▶ Prompt
From the records below, give the number of lines that include the word "TracingTransport". Add no other words.

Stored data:
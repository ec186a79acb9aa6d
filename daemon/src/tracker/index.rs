//! The tracker index: `fid` is the primary key, the path the secondary
//! one. Backed by a JSON file that is rewritten in full on mutation; the
//! interface is a trait so a database-backed index can slot in.

use std::collections::{BTreeMap, HashMap};
use std::fs;
use std::io;
use std::path::PathBuf;
use std::sync::{Mutex, MutexGuard};

use serde::{Deserialize, Serialize};

use super::format::FileFormat;

#[derive(Debug, Clone, PartialEq, Serialize, Deserialize)]
pub struct IndexEntry {
    pub fid: u64,
    pub path: String,
    pub version: u64,
    pub format: FileFormat,
}

pub trait Index: Send + Sync {
    fn entry(&self, fid: u64) -> Option<IndexEntry>;
    fn fid_for_path(&self, path: &str) -> Option<u64>;
    /// Inserts a new entry at version 0 and returns its fid.
    fn insert(&self, path: &str, format: FileFormat) -> io::Result<u64>;
    fn set_path(&self, fid: u64, path: &str) -> io::Result<()>;
    /// Increments the version and returns the new value.
    fn bump_version(&self, fid: u64) -> io::Result<u64>;
    fn remove(&self, fid: u64) -> io::Result<()>;
    fn all(&self) -> Vec<IndexEntry>;
}

fn lock_or_recover<T>(mutex: &Mutex<T>) -> MutexGuard<'_, T> {
    mutex.lock().unwrap_or_else(|e| e.into_inner())
}

#[derive(Debug, Default)]
struct JsonIndexState {
    by_fid: BTreeMap<u64, IndexEntry>,
    fid_by_path: HashMap<String, u64>,
    next_fid: u64,
}

/// File-backed index, loaded once at startup.
#[derive(Debug)]
pub struct JsonIndex {
    path: PathBuf,
    state: Mutex<JsonIndexState>,
}

impl JsonIndex {
    pub fn open(path: impl Into<PathBuf>) -> io::Result<JsonIndex> {
        let path = path.into();
        let mut state = JsonIndexState::default();
        match fs::read_to_string(&path) {
            Ok(text) if !text.trim().is_empty() => {
                let entries: Vec<IndexEntry> = serde_json::from_str(&text)
                    .map_err(|err| io::Error::new(io::ErrorKind::InvalidData, err))?;
                for entry in entries {
                    state.next_fid = state.next_fid.max(entry.fid + 1);
                    state.fid_by_path.insert(entry.path.clone(), entry.fid);
                    state.by_fid.insert(entry.fid, entry);
                }
            }
            Ok(_) => {}
            Err(err) if err.kind() == io::ErrorKind::NotFound => {}
            Err(err) => return Err(err),
        }
        Ok(JsonIndex {
            path,
            state: Mutex::new(state),
        })
    }

    fn flush(&self, state: &JsonIndexState) -> io::Result<()> {
        let entries: Vec<&IndexEntry> = state.by_fid.values().collect();
        let text = serde_json::to_string(&entries)?;
        fs::write(&self.path, text)
    }
}

impl Index for JsonIndex {
    fn entry(&self, fid: u64) -> Option<IndexEntry> {
        lock_or_recover(&self.state).by_fid.get(&fid).cloned()
    }

    fn fid_for_path(&self, path: &str) -> Option<u64> {
        lock_or_recover(&self.state).fid_by_path.get(path).copied()
    }

    fn insert(&self, path: &str, format: FileFormat) -> io::Result<u64> {
        let mut state = lock_or_recover(&self.state);
        let fid = state.next_fid;
        state.next_fid += 1;
        state.fid_by_path.insert(path.to_string(), fid);
        state.by_fid.insert(
            fid,
            IndexEntry {
                fid,
                path: path.to_string(),
                version: 0,
                format,
            },
        );
        self.flush(&state)?;
        Ok(fid)
    }

    fn set_path(&self, fid: u64, path: &str) -> io::Result<()> {
        let mut state = lock_or_recover(&self.state);
        let Some(entry) = state.by_fid.get_mut(&fid) else {
            return Err(io::Error::new(io::ErrorKind::NotFound, "unknown fid"));
        };
        let old_path = std::mem::replace(&mut entry.path, path.to_string());
        state.fid_by_path.remove(&old_path);
        state.fid_by_path.insert(path.to_string(), fid);
        self.flush(&state)
    }

    fn bump_version(&self, fid: u64) -> io::Result<u64> {
        let mut state = lock_or_recover(&self.state);
        let Some(entry) = state.by_fid.get_mut(&fid) else {
            return Err(io::Error::new(io::ErrorKind::NotFound, "unknown fid"));
        };
        entry.version += 1;
        let version = entry.version;
        self.flush(&state)?;
        Ok(version)
    }

    fn remove(&self, fid: u64) -> io::Result<()> {
        let mut state = lock_or_recover(&self.state);
        if let Some(entry) = state.by_fid.remove(&fid) {
            state.fid_by_path.remove(&entry.path);
            self.flush(&state)?;
        }
        Ok(())
    }

    fn all(&self) -> Vec<IndexEntry> {
        lock_or_recover(&self.state).by_fid.values().cloned().collect()
    }
}

#[cfg(test)]
mod tests {
    use super::*;

    #[test]
    fn index_survives_reopening() {
        let dir = tempfile::tempdir().unwrap();
        let path = dir.path().join("index.json");

        let fid = {
            let index = JsonIndex::open(&path).unwrap();
            let fid = index.insert("/etc/a.ini", FileFormat::Ini).unwrap();
            index.bump_version(fid).unwrap();
            index.bump_version(fid).unwrap();
            fid
        };

        let index = JsonIndex::open(&path).unwrap();
        let entry = index.entry(fid).unwrap();
        assert_eq!(entry.version, 2);
        assert_eq!(entry.format, FileFormat::Ini);
        assert_eq!(index.fid_for_path("/etc/a.ini"), Some(fid));

        // New fids never reuse old ones.
        let other = index.insert("/etc/b.json", FileFormat::Json).unwrap();
        assert!(other > fid);
    }

    #[test]
    fn set_path_keeps_the_fid() {
        let dir = tempfile::tempdir().unwrap();
        let index = JsonIndex::open(dir.path().join("index.json")).unwrap();
        let fid = index.insert("/old", FileFormat::Generic).unwrap();
        index.set_path(fid, "/new").unwrap();
        assert_eq!(index.fid_for_path("/new"), Some(fid));
        assert_eq!(index.fid_for_path("/old"), None);
        assert_eq!(index.entry(fid).unwrap().version, 0);
    }

    #[test]
    fn unknown_fid_is_an_error() {
        let dir = tempfile::tempdir().unwrap();
        let index = JsonIndex::open(dir.path().join("index.json")).unwrap();
        assert!(index.bump_version(42).is_err());
        assert!(index.set_path(42, "/x").is_err());
    }
}
//! Route matching and dispatch: compiled routes select events by mask and
//! path pattern, then hand the rendered payload to their scheduler, which
//! eventually calls the transport.

use std::fmt;
use std::fs::OpenOptions;
use std::io::Write;
use std::os::unix::ffi::OsStrExt;
use std::path::{Path, PathBuf};
use std::sync::{Arc, Mutex as StdMutex};
use std::time::Duration;

use serde_json::Value;
use tracing::{error, info};

use crate::event::{Event, EventMask};
use crate::schedule::HistogramScheduler;
use crate::settings::{RouteSpec, SchedulerSpec};

/// The field map handed to schedulers and transports.
pub type Payload = serde_json::Map<String, Value>;

#[derive(Debug, thiserror::Error)]
pub enum DispatchError {
    #[error("route {tag}: bad pattern: {source}")]
    BadPattern {
        tag: String,
        #[source]
        source: regex::Error,
    },
    #[error("route {tag}: {source}")]
    BadEvents {
        tag: String,
        #[source]
        source: crate::event::UnknownEventName,
    },
}

/// The parts of a route a transport needs to render and address a message.
#[derive(Debug, Clone)]
pub struct RouteMeta {
    pub tag: String,
    pub format: String,
    pub groups: Vec<String>,
}

/// Message sink contract. Concrete backends (file appender here; AMQP,
/// Redis elsewhere) decide their own delivery semantics.
pub trait Transport: Send + Sync {
    fn emit(&self, meta: &RouteMeta, data: &Payload);
}

enum RouteScheduler {
    Direct,
    Histogram(HistogramScheduler),
}

pub struct Route {
    pub meta: Arc<RouteMeta>,
    pub mask: EventMask,
    pattern: regex::bytes::Regex,
    scheduler: RouteScheduler,
}

impl Route {
    fn matches_path(&self, path: &Path) -> bool {
        self.pattern.is_match(path.as_os_str().as_bytes())
    }

    /// Mask intersection plus a full match on the source path, the
    /// destination path, or any symlink alias of the source.
    pub fn matches(&self, event: &Event, aliases: &[PathBuf]) -> bool {
        if !self.mask.intersects(event.mask) {
            return false;
        }
        self.matches_path(&event.src_path)
            || event
                .dest_path
                .as_deref()
                .is_some_and(|dest| self.matches_path(dest))
            || aliases.iter().any(|alias| self.matches_path(alias))
    }
}

impl fmt::Debug for Route {
    fn fmt(&self, f: &mut fmt::Formatter<'_>) -> fmt::Result {
        f.debug_struct("Route")
            .field("tag", &self.meta.tag)
            .field("mask", &self.mask)
            .field("pattern", &self.pattern.as_str())
            .finish()
    }
}

/// Compiled routes plus the shared transport. Compilation happens once at
/// start; a bad pattern, event name, or scheduler is a start-time error.
pub struct Dispatcher {
    routes: Vec<Route>,
    transport: Arc<dyn Transport>,
}

impl Dispatcher {
    pub fn new(
        specs: Vec<RouteSpec>,
        transport: Arc<dyn Transport>,
    ) -> Result<Dispatcher, DispatchError> {
        let mut routes = Vec::with_capacity(specs.len());
        for spec in specs {
            let pattern = regex::bytes::Regex::new(&format!("^(?:{})$", spec.pattern))
                .map_err(|source| DispatchError::BadPattern {
                    tag: spec.tag.clone(),
                    source,
                })?;
            let mask = EventMask::parse(&spec.events).map_err(|source| {
                DispatchError::BadEvents {
                    tag: spec.tag.clone(),
                    source,
                }
            })?;
            let meta = Arc::new(RouteMeta {
                tag: spec.tag,
                format: spec.format,
                groups: spec.groups,
            });
            let scheduler = match spec.scheduler {
                SchedulerSpec::Direct => RouteScheduler::Direct,
                SchedulerSpec::Histogram {
                    capacity,
                    interval,
                    key,
                } => RouteScheduler::Histogram(HistogramScheduler::spawn(
                    capacity,
                    (interval > 0.0).then(|| Duration::from_secs_f64(interval)),
                    key,
                    Arc::clone(&meta),
                    Arc::clone(&transport),
                )),
            };
            routes.push(Route {
                meta,
                mask,
                pattern,
                scheduler,
            });
        }
        Ok(Dispatcher { routes, transport })
    }

    pub fn select_routes<'a>(&'a self, event: &Event, aliases: &[PathBuf]) -> Vec<&'a Route> {
        self.routes
            .iter()
            .filter(|route| route.matches(event, aliases))
            .collect()
    }

    /// Fans one event out to every matching route's scheduler.
    pub fn dispatch(&self, event: &Event, aliases: &[PathBuf]) {
        let fields = event.render_fields();
        for route in self.select_routes(event, aliases) {
            let mut data = fields.clone();
            data.insert("tag".to_string(), Value::String(route.meta.tag.clone()));
            match &route.scheduler {
                RouteScheduler::Direct => self.transport.emit(&route.meta, &data),
                RouteScheduler::Histogram(scheduler) => scheduler.put(data),
            }
        }
    }

    /// Operator-facing message, delivered through whatever routes accept
    /// `EX_META` events.
    pub fn dispatch_meta(&self, msg: impl Into<String>) {
        self.dispatch(&Event::meta(msg), &[]);
    }

    /// Union of all route masks; the worker extends this with its
    /// `extra_mask` to decide what reaches the event log.
    pub fn route_mask(&self) -> EventMask {
        let mut mask = EventMask::empty();
        for route in &self.routes {
            mask |= route.mask;
        }
        mask
    }

    /// Stops histogram flush tasks, draining pending windows.
    pub async fn shutdown(&self) {
        for route in &self.routes {
            if let RouteScheduler::Histogram(scheduler) = &route.scheduler {
                scheduler.stop().await;
            }
        }
    }
}

impl fmt::Debug for Dispatcher {
    fn fmt(&self, f: &mut fmt::Formatter<'_>) -> fmt::Result {
        f.debug_struct("Dispatcher")
            .field("routes", &self.routes)
            .finish()
    }
}

/// Renders a payload value for message text: strings bare, scalars via
/// `Display`, anything structured as compact JSON.
pub fn render_value(value: &Value) -> String {
    match value {
        Value::Null => String::new(),
        Value::String(s) => s.clone(),
        Value::Number(n) => n.to_string(),
        Value::Bool(b) => b.to_string(),
        other => serde_json::to_string(other).unwrap_or_default(),
    }
}

/// Expands `{field}` references against the payload. Unknown fields render
/// empty; doubled braces escape literal ones.
pub fn format_template(template: &str, data: &Payload) -> String {
    let mut out = String::with_capacity(template.len());
    let mut chars = template.chars().peekable();
    while let Some(c) = chars.next() {
        match c {
            '{' if chars.peek() == Some(&'{') => {
                chars.next();
                out.push('{');
            }
            '}' if chars.peek() == Some(&'}') => {
                chars.next();
                out.push('}');
            }
            '{' => {
                let mut name = String::new();
                for c in chars.by_ref() {
                    if c == '}' {
                        break;
                    }
                    name.push(c);
                }
                // Tolerate format specs after a colon; only the name binds.
                let name = name.split(':').next().unwrap_or("");
                if let Some(value) = data.get(name) {
                    out.push_str(&render_value(value));
                }
            }
            c => out.push(c),
        }
    }
    out
}

/// Appends rendered messages to `.fswatch.<tag>.buf`, one line each: the
/// sink a local observer tails.
pub struct FileTransport {
    dir: PathBuf,
    lock: StdMutex<()>,
}

impl FileTransport {
    pub fn new(dir: impl Into<PathBuf>) -> FileTransport {
        FileTransport {
            dir: dir.into(),
            lock: StdMutex::new(()),
        }
    }
}

impl Transport for FileTransport {
    fn emit(&self, meta: &RouteMeta, data: &Payload) {
        let rendered = format_template(&meta.format, data);
        let path = self.dir.join(format!(".fswatch.{}.buf", meta.tag));
        let _guard = self.lock.lock().unwrap_or_else(|e| e.into_inner());
        let result = OpenOptions::new()
            .create(true)
            .append(true)
            .open(&path)
            .and_then(|mut file| writeln!(file, "{rendered}"));
        if let Err(err) = result {
            error!("cannot append to {}: {err}", path.display());
        }
    }
}

impl fmt::Debug for FileTransport {
    fn fmt(&self, f: &mut fmt::Formatter<'_>) -> fmt::Result {
        f.debug_struct("FileTransport").field("dir", &self.dir).finish()
    }
}

/// Emits rendered messages into the process log.
#[derive(Debug, Default)]
pub struct TracingTransport;

impl Transport for TracingTransport {
    fn emit(&self, meta: &RouteMeta, data: &Payload) {
        info!(tag = %meta.tag, "{}", format_template(&meta.format, data));
    }
}

/// Collects `(tag, rendered)` pairs in memory; a debugging sink, also used
/// by the test suites.
#[derive(Debug, Default)]
pub struct MemoryTransport {
    messages: StdMutex<Vec<(String, String)>>,
}

impl MemoryTransport {
    pub fn messages(&self) -> Vec<(String, String)> {
        self.messages
            .lock()
            .unwrap_or_else(|e| e.into_inner())
            .clone()
    }
}

impl Transport for MemoryTransport {
    fn emit(&self, meta: &RouteMeta, data: &Payload) {
        self.messages
            .lock()
            .unwrap_or_else(|e| e.into_inner())
            .push((meta.tag.clone(), format_template(&meta.format, data)));
    }
}

#[cfg(test)]
mod tests {
    use super::*;
    use crate::inotify::RawEvent;

    fn event(mask: EventMask, path: &str) -> Event {
        let raw = RawEvent {
            wd: 1,
            mask: mask.kernel_bits(),
            cookie: 0,
            name: Vec::new(),
        };
        Event::from_raw(&raw, PathBuf::from(path))
    }

    fn spec(tag: &str, pattern: &str, events: &str, format: &str) -> RouteSpec {
        RouteSpec {
            tag: tag.to_string(),
            pattern: pattern.to_string(),
            events: events.to_string(),
            format: format.to_string(),
            scheduler: SchedulerSpec::Direct,
            groups: Vec::new(),
        }
    }

    #[test]
    fn template_expansion_is_tolerant() {
        let mut data = Payload::new();
        data.insert("ev_name".to_string(), Value::String("IN_CREATE".into()));
        data.insert("count".to_string(), Value::from(3));
        assert_eq!(
            format_template("Event {ev_name} x{count} {missing}!", &data),
            "Event IN_CREATE x3 !"
        );
        assert_eq!(format_template("{{literal}}", &data), "{literal}");
    }

    #[test]
    fn compile_rejects_bad_routes() {
        let transport: Arc<dyn Transport> = Arc::new(MemoryTransport::default());
        let bad_pattern = spec("t", "(", "IN_ALL_EVENTS", "");
        assert!(matches!(
            Dispatcher::new(vec![bad_pattern], Arc::clone(&transport)),
            Err(DispatchError::BadPattern { .. })
        ));
        let bad_events = spec("t", ".*", "IN_NOPE", "");
        assert!(matches!(
            Dispatcher::new(vec![bad_events], transport),
            Err(DispatchError::BadEvents { .. })
        ));
    }

    #[test]
    fn routes_select_on_mask_and_paths() {
        let transport: Arc<dyn Transport> = Arc::new(MemoryTransport::default());
        let dispatcher = Dispatcher::new(
            vec![
                spec("ini", r".*\.ini", "IN_MODIFY|IN_CREATE", "{ev_name}"),
                spec("meta", r".*", "EX_META", "{msg}"),
            ],
            transport,
        )
        .unwrap();

        let create = event(EventMask::CREATE, "/etc/app.ini");
        assert_eq!(dispatcher.select_routes(&create, &[]).len(), 1);

        let elsewhere = event(EventMask::CREATE, "/etc/app.conf");
        assert!(dispatcher.select_routes(&elsewhere, &[]).is_empty());

        // An alias under a watched symlink can satisfy the pattern instead.
        let aliases = vec![PathBuf::from("/alias/app.ini")];
        assert_eq!(dispatcher.select_routes(&elsewhere, &aliases).len(), 1);

        let meta = Event::meta("warning");
        let selected = dispatcher.select_routes(&meta, &[]);
        assert_eq!(selected.len(), 1);
        assert_eq!(selected[0].meta.tag, "meta");
    }

    #[test]
    fn rename_matches_on_destination() {
        let transport: Arc<dyn Transport> = Arc::new(MemoryTransport::default());
        let dispatcher = Dispatcher::new(
            vec![spec("ini", r".*\.ini", "IN_ALL_EVENTS", "{ev_name}")],
            transport,
        )
        .unwrap();

        let rename = event(EventMask::MOVED_TO, "/tmp/a.tmp")
            .derive(EventMask::RENAME, Some(PathBuf::from("/tmp/a.ini")));
        assert_eq!(dispatcher.select_routes(&rename, &[]).len(), 1);
    }

    #[test]
    fn dispatch_renders_through_the_transport() {
        let memory = Arc::new(MemoryTransport::default());
        let dispatcher = Dispatcher::new(
            vec![spec("logs", r".*", "IN_ALL_EVENTS", "Event {ev_name} on {ev_src}")],
            Arc::clone(&memory) as Arc<dyn Transport>,
        )
        .unwrap();

        dispatcher.dispatch(&event(EventMask::CREATE, "/tmp/f"), &[]);
        let messages = memory.messages();
        assert_eq!(messages.len(), 1);
        assert_eq!(messages[0], ("logs".to_string(), "Event IN_CREATE on /tmp/f".to_string()));
    }
}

▶ Your solution
2